Le photographe est sensible à l’intimité de chaque artiste et plus encore à celle de l’être en soi déguisé, sous le costume de scène. Le vif d’une multitude de solitudes au début de l’effervescence l’enivre à la russe de ces R enroulés dans les mots incompris. Derrière chaque porte entrebâillée, au détour d’un couloir, dans les galeries, les coursives et les travées, une nouvelle lumière, un autre visage prennent possession de leur rôle à l’écart, se profilent parfois dans la pénombre, ou devant un miroir. 

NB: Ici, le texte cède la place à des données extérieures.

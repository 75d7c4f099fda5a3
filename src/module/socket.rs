//! Cellular socket lifecycle
//!
//! Sockets live on the module and are referenced by the id it assigns. No
//! socket table is kept here: every operation is a request frame followed,
//! where the module confirms it, by a correlated wait.
//!
//! Socket waits are strict: the first frame of the awaited type decides the
//! outcome, and one that names another request or socket is a failure.
//! Frames of any other type are dispatched as usual.

use heapless::Vec;

use crate::{
    api::frame::{Frame, FrameType, MAX_PAYLOAD_SIZE},
    device::XBee,
    error::{Error, SocketStage},
    module::{cellular::MAX_CELLULAR_PAYLOAD, Callbacks, Cellular},
    packet::Protocol,
    port::Port,
};

/// Timeout for create, connect, bind and close confirmations
pub const SOCKET_RESPONSE_TIMEOUT_MS: u32 = 3000;
/// Timeout for the connected status after a connect response
pub const SOCKET_CONNECT_TIMEOUT_MS: u32 = 20000;
/// Delay between idle socket polls
const SOCKET_POLL_DELAY_MS: u32 = 10;

/// Socket status: connected
const STATUS_CONNECTED: u8 = 0x00;
/// Socket status: closed
const STATUS_CLOSED: u8 = 0x01;

/// Remote endpoint of a socket connect
#[derive(Debug, Clone, Copy, PartialEq, Eq)]
pub enum SocketAddress<'a> {
    /// IPv4 address
    Ipv4([u8; 4]),
    /// Hostname resolved by the module
    Host(&'a str),
}

impl SocketAddress<'_> {
    fn kind(&self) -> u8 {
        match self {
            SocketAddress::Ipv4(_) => 0x00,
            SocketAddress::Host(_) => 0x01,
        }
    }

    fn as_bytes(&self) -> &[u8] {
        match self {
            SocketAddress::Ipv4(ip) => ip,
            SocketAddress::Host(host) => host.as_bytes(),
        }
    }
}

/// Socket option identifiers
#[derive(Debug, Clone, Copy, PartialEq, Eq)]
#[cfg_attr(feature = "defmt", derive(defmt::Format))]
#[repr(u8)]
pub enum SocketOption {
    /// Local port to bind
    BindPort = 0x00,
    /// Listen for inbound connections
    Listen = 0x01,
    /// TCP keepalive
    KeepAlive = 0x02,
}

/// Collect frame parts into one payload
fn build(parts: &[&[u8]]) -> Option<Vec<u8, MAX_PAYLOAD_SIZE>> {
    let mut payload = Vec::new();
    for part in parts {
        payload.extend_from_slice(part).ok()?;
    }
    Some(payload)
}

/// Check `[frame id][socket][status]` of a socket response
fn check_response<E>(
    frame: &Frame,
    frame_id: u8,
    socket: Option<u8>,
    stage: SocketStage,
) -> Result<u8, Error<E>> {
    let (id, assigned, status) = match frame.payload() {
        &[id, assigned, status, ..] => (id, assigned, status),
        _ => return Err(Error::SocketMismatch(stage)),
    };
    if id != frame_id || socket.map_or(false, |s| s != assigned) {
        warn!("socket {:?}: response for request {} socket {}", stage, id, assigned);
        return Err(Error::SocketMismatch(stage));
    }
    if status != 0 {
        warn!("socket {:?} failed with status 0x{:x}", stage, status);
        return Err(Error::SocketRejected { stage, status });
    }
    Ok(assigned)
}

/// Check `[socket][status]` of a socket status frame
fn check_status<E>(frame: &Frame, socket: u8, expected: u8, stage: SocketStage) -> Result<(), Error<E>> {
    let (id, status) = match frame.payload() {
        &[id, status, ..] => (id, status),
        _ => return Err(Error::SocketMismatch(stage)),
    };
    if id != socket {
        warn!("socket {:?}: status for socket {}", stage, id);
        return Err(Error::SocketMismatch(stage));
    }
    if status != expected {
        warn!("socket {:?}: unexpected status 0x{:x}", stage, status);
        return Err(Error::SocketRejected { stage, status });
    }
    Ok(())
}

impl<P: Port, C: Callbacks> XBee<P, Cellular, C> {
    /// Wait for the first frame of `expected` type, dispatching others
    fn wait_socket_frame(
        &mut self,
        expected: FrameType,
        stage: SocketStage,
        timeout_ms: u32,
    ) -> Result<Frame, Error<P::Error>> {
        let start = self.port_mut().millis();
        loop {
            if let Some(frame) = self.receive_frame()? {
                if frame.is(expected) {
                    return Ok(frame);
                }
                self.dispatch(&frame);
            }

            if self.port_mut().millis().wrapping_sub(start) >= timeout_ms {
                warn!("socket {:?} timed out", stage);
                return Err(Error::SocketTimeout(stage));
            }
            self.port_mut().delay_ms(SOCKET_POLL_DELAY_MS);
        }
    }

    /// Create a socket, returning the id the module assigned
    pub fn socket_create(&mut self, protocol: Protocol) -> Result<u8, Error<P::Error>> {
        let frame_id = self.next_frame_id();
        self.send_frame(FrameType::SocketCreate, &[frame_id, protocol as u8])?;

        let frame = self.wait_socket_frame(
            FrameType::SocketCreateResponse,
            SocketStage::Create,
            SOCKET_RESPONSE_TIMEOUT_MS,
        )?;
        let socket = check_response(&frame, frame_id, None, SocketStage::Create)?;
        info!("socket {} created", socket);
        Ok(socket)
    }

    /// Connect a socket to a remote endpoint
    ///
    /// Succeeds only once the module has accepted the request and then
    /// reported the socket as connected.
    pub fn socket_connect(
        &mut self,
        socket: u8,
        address: SocketAddress<'_>,
        port: u16,
    ) -> Result<(), Error<P::Error>> {
        if address.as_bytes().is_empty() {
            return Err(Error::InvalidParameter);
        }

        let frame_id = self.next_frame_id();
        let payload = build(&[
            &[frame_id, socket],
            &port.to_be_bytes(),
            &[address.kind()],
            address.as_bytes(),
        ])
        .ok_or(Error::PayloadTooLarge)?;
        self.send_frame(FrameType::SocketConnect, &payload)?;

        let frame = self.wait_socket_frame(
            FrameType::SocketConnectResponse,
            SocketStage::ConnectResponse,
            SOCKET_RESPONSE_TIMEOUT_MS,
        )?;
        check_response(&frame, frame_id, Some(socket), SocketStage::ConnectResponse)?;
        debug!("socket {} connect accepted", socket);

        let frame = self.wait_socket_frame(
            FrameType::SocketStatus,
            SocketStage::ConnectStatus,
            SOCKET_CONNECT_TIMEOUT_MS,
        )?;
        check_status(&frame, socket, STATUS_CONNECTED, SocketStage::ConnectStatus)?;
        info!("socket {} connected", socket);
        Ok(())
    }

    /// Bind a socket to a local port
    pub fn socket_bind(&mut self, socket: u8, port: u16, blocking: bool) -> Result<(), Error<P::Error>> {
        let frame_id = self.next_frame_id();
        let [hi, lo] = port.to_be_bytes();
        self.send_frame(FrameType::SocketBind, &[frame_id, socket, hi, lo])?;
        if !blocking {
            return Ok(());
        }

        let frame = self.wait_socket_frame(
            FrameType::SocketBindResponse,
            SocketStage::Bind,
            SOCKET_RESPONSE_TIMEOUT_MS,
        )?;
        check_response(&frame, frame_id, Some(socket), SocketStage::Bind)?;
        debug!("socket {} bound to port {}", socket, port);
        Ok(())
    }

    /// Send data on a connected socket
    pub fn socket_send(&mut self, socket: u8, data: &[u8]) -> Result<(), Error<P::Error>> {
        check_payload(data)?;
        let frame_id = self.next_frame_id();
        let payload = build(&[&[frame_id, socket, 0x00], data]).ok_or(Error::PayloadTooLarge)?;
        self.send_frame(FrameType::SocketSend, &payload)
    }

    /// Send a datagram to an explicit endpoint
    pub fn socket_send_to(
        &mut self,
        socket: u8,
        ip: [u8; 4],
        port: u16,
        data: &[u8],
    ) -> Result<(), Error<P::Error>> {
        check_payload(data)?;
        let frame_id = self.next_frame_id();
        let payload = build(&[&[frame_id, socket], &ip, &port.to_be_bytes(), &[0x00], data])
            .ok_or(Error::PayloadTooLarge)?;
        self.send_frame(FrameType::SocketSendTo, &payload)
    }

    /// Close a socket
    pub fn socket_close(&mut self, socket: u8, blocking: bool) -> Result<(), Error<P::Error>> {
        let frame_id = self.next_frame_id();
        self.send_frame(FrameType::SocketClose, &[frame_id, socket])?;
        if !blocking {
            return Ok(());
        }

        let frame = self.wait_socket_frame(
            FrameType::SocketStatus,
            SocketStage::Close,
            SOCKET_RESPONSE_TIMEOUT_MS,
        )?;
        check_status(&frame, socket, STATUS_CLOSED, SocketStage::Close)?;
        info!("socket {} closed", socket);
        Ok(())
    }

    /// Set a socket option
    pub fn socket_set_option(
        &mut self,
        socket: u8,
        option: SocketOption,
        value: &[u8],
    ) -> Result<(), Error<P::Error>> {
        if value.is_empty() {
            return Err(Error::InvalidParameter);
        }
        let frame_id = self.next_frame_id();
        let payload = build(&[&[frame_id, socket, option as u8], value]).ok_or(Error::PayloadTooLarge)?;
        self.send_frame(FrameType::SocketOption, &payload)
    }
}

fn check_payload<E>(data: &[u8]) -> Result<(), Error<E>> {
    if data.is_empty() {
        return Err(Error::InvalidParameter);
    }
    if data.len() > MAX_CELLULAR_PAYLOAD {
        return Err(Error::PayloadTooLarge);
    }
    Ok(())
}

Sur scène, du jeu, du fard et des paillettes. Au-delà, du travail, du trac et des prières. Et mille contes, mille films se bousculent dans l’étroitesse de chaque image, à la mesure pléthorique de chaque être esseulé.

Un geste seul, celui d’une main tatouée par le temps qu’un homme élégant et soigné abandonne au velouté d’amande, évoque l’attention et l’échange confiant, la parole dénouée. Et lorsque son visage apparaît, plus austère et âgé qu’attendu, tout auréolé de cheveux blancs et d’expérience altière, c’est encore autre chose qui s’exprime. De son regard émane une profondeur tragique où sont gravés des pans entiers de son histoire personnelle au coeur du Bolchoï. Des succès pleins et des échecs cuisants qu’il pourrait sans doute conter des jours entiers. Comédien de la grande maison, jusqu’à la moelle. Son rôle est mince à bord du navire, mais il l’honore comme sa première peau.

En quête du dynamisme poétique des éthers qui transcendent l’espace, Bruno Aveillan fait flèche de tout bois. D’épingles à cheveux rehaussées d’une perle, précieux accessoires conservés comme un trésor dans sa cassette, il dérobe d’infimes parcelles de féminité ; au gré des portes ouvertes, il collecte les secrets d’art, de coeur et de beauté.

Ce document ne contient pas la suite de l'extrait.